# ABOUT THIS TASK
Please set down every entry below exactly as given.

[Dataset entries]
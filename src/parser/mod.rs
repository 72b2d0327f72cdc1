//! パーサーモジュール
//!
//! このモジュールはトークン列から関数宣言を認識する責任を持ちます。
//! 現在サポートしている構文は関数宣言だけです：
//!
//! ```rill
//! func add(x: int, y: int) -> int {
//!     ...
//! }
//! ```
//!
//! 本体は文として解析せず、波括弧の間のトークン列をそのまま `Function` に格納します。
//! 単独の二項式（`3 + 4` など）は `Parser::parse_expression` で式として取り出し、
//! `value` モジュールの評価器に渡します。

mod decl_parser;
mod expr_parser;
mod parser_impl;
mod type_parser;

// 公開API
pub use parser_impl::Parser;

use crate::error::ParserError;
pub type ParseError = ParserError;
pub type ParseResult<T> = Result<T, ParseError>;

# OUTPUT FOR THIS EXERCISE
filename src/parser/mod.rs
repository 72b2d0327f72cdc1
//! パーサーモジュール
//!
//! このモジュールはトークン列から関数宣言を認識する責任を持ちます。
//! 現在サポートしている構文は関数宣言だけです：
//!
//! ```rill
//! func add(x: int, y: int) -> int {
//!     ...
//! }
//! ```
//!
//! 本体は文として解析せず、波括弧の間のトークン列をそのまま `Function` に格納します。
//! 単独の二項式（`3 + 4` など）は `Parser::parse_expression` で式として取り出し、
//! `value` モジュールの評価器に渡します。

mod decl_parser;
mod expr_parser;
mod parser_impl;
mod type_parser;

// 公開API
pub use parser_impl::Parser;

use crate::error::ParserError;
pub type ParseError = ParserError;
pub type ParseResult<T> = Result<T, ParseError>;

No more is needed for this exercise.